A Prefeitura de Campo Grande informou que irá apurar denúncia de assédio sexual envolvendo um servidor comissionado. O caso foi registrado em boletim de ocorrência na sexta-feira (27), e, segundo a administração municipal, as providências serão tomadas conforme a legislação vigente.

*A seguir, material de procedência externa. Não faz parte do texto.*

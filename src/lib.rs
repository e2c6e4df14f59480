//! Simulation core for an interactive 3D showroom scene.
//!
//! A user-controlled actor walks a room; proximity to a console reveals a slider,
//! walking past the gate line slides the gate open, and decorative bodies are held
//! in place against physics drift. Rendering, overlay UI, physics and media are
//! reached only through the traits in [`sinks`].

pub mod app;
pub mod assets;
pub mod config;
pub mod constants;
pub mod error;
pub mod events;
pub mod formatter;
pub mod platform;
pub mod script;
pub mod simulation;
pub mod sinks;
pub mod systems;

Em nota oficial, a Prefeitura declarou que está analisando os fatos e que nenhuma medida precipitada será adotada. “A Prefeitura está apurando os fatos. Nenhuma medida precipitada será adotada e qualquer providência necessária será tomada no tempo devido, sempre em conformidade com a legislação vigente”, informou.
Relato da vítima
De acordo com o boletim de ocorrência, o jovem denunciante trabalhava com um ex-vereador e acusa o servidor-chefe de tê-lo assediado. Ele relatou à polícia que os episódios teriam começado em julho de 2025, durante uma carona, quando o superior hierárquico teria passado a mão em suas partes íntimas, causando constrangimento. Segundo a vítima, ele não reagiu por medo da relação de subordinação.

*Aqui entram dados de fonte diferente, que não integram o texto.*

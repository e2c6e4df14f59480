//! Centralized error types for the scene.
//!
//! Asset failures are logged and leave the corresponding feature absent; entity
//! lookups degrade to no-ops where the caller guards them. Only precondition
//! violations (such as an actor model shipping too few clips) propagate out of
//! a tick.

use bevy_ecs::entity::Entity;

/// Main error type for the scene.
#[derive(thiserror::Error, Debug)]
pub enum SceneError {
    #[error("Asset error: {0}")]
    Asset(#[from] AssetError),

    #[error("Animation error: {0}")]
    Animation(#[from] AnimationError),

    #[error("Entity error: {0}")]
    Entity(#[from] EntityError),

    #[error("Configuration error: {0}")]
    Config(#[from] ConfigError),
}

/// Failures reported by an asset loader's error callback.
#[derive(thiserror::Error, Debug, Clone, PartialEq)]
pub enum AssetError {
    #[error("Asset not found: {0}")]
    NotFound(String),

    #[error("Failed to decode {path}: {reason}")]
    Decode { path: String, reason: String },
}

#[derive(thiserror::Error, Debug, Clone, PartialEq, Eq)]
pub enum AnimationError {
    #[error("Model '{model}' has no clip at index {index} ('{name}')")]
    MissingClip { model: String, index: usize, name: &'static str },

    #[error("Clip '{0}' has a non-positive duration")]
    EmptyClip(String),
}

#[derive(thiserror::Error, Debug, Clone, PartialEq, Eq)]
pub enum EntityError {
    #[error("Entity {0} does not exist or has no pose")]
    NotFound(Entity),
}

#[derive(thiserror::Error, Debug, Clone, PartialEq)]
pub enum ConfigError {
    #[error("Proximity zone '{zone}' has a non-positive threshold ({threshold})")]
    InvalidThreshold { zone: String, threshold: f32 },

    #[error("Proximity zone '{zone}' has a negative hysteresis band ({band})")]
    InvalidHysteresis { zone: String, band: f32 },

    #[error("{0} must be positive")]
    NonPositive(&'static str),

    #[error("Duplicate pinned body name: {0}")]
    DuplicatePinned(String),
}

/// Failures parsing an input script line.
#[derive(thiserror::Error, Debug, Clone, PartialEq, Eq)]
pub enum ScriptError {
    #[error("Line {line}: expected '<frame> <action> [args..]'")]
    Malformed { line: usize },

    #[error("Line {line}: invalid frame number '{value}'")]
    InvalidFrame { line: usize, value: String },

    #[error("Line {line}: unknown action '{value}'")]
    UnknownAction { line: usize, value: String },

    #[error("Line {line}: unknown key '{value}'")]
    UnknownKey { line: usize, value: String },

    #[error("Line {line}: invalid number '{value}'")]
    InvalidNumber { line: usize, value: String },
}

/// Result type for scene operations.
pub type SceneResult<T> = Result<T, SceneError>;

Após o episódio, o chefe teria enviado mensagens por WhatsApp com conteúdo de conotação sexual, insinuando um relacionamento homoafetivo e insistindo nas abordagens, mesmo após o jovem afirmar que é heterossexual.
Ainda conforme o relato, durante o expediente o superior continuava com frases de cunho sexual e forçava abraços quando ambos estavam sozinhos.
Pós-confraternização
O caso mais grave teria ocorrido em 12 de dezembro de 2025, após uma confraternização de trabalho. Segundo o denunciante, ele estava visivelmente embriagado e precisou de ajuda para entrar no carro do chefe, que teria oferecido carona.
Durante o trajeto, o servidor teria sugerido que os dois poderiam “ficar como casal nas férias”. Diante da negativa, o homem teria afirmado que poderia conseguir qualquer coisa por ocupar cargo elevado na administração pública.
A vítima relatou que foi levada até a casa do servidor, onde teve as roupas retiradas sem consentimento e sofreu ato sexual. Ele afirmou não se lembrar de todos os detalhes devido ao estado de embriaguez. Ao acordar, disse estar sem roupas e com o homem o abraçando. Depois, teria ido até a cozinha para beber água e procurar o celular e as vestes.
Após o episódio, o denunciante afirmou que passou a se sentir monitorado no ambiente de trabalho, embora as mensagens insistentes tenham cessado.
Demissão
Nesta sexta-feira (27), o jovem foi informado de sua demissão. Conforme relatado à polícia, o empregador teria alegado que ele era mal-educado, não cumpria ordens e não desempenhava bem as funções.
O caso será investigado pelas autoridades competentes. A Prefeitura de Campo Grande reiterou que acompanhará a apuração e adotará as medidas cabíveis conforme o resultado das investigações.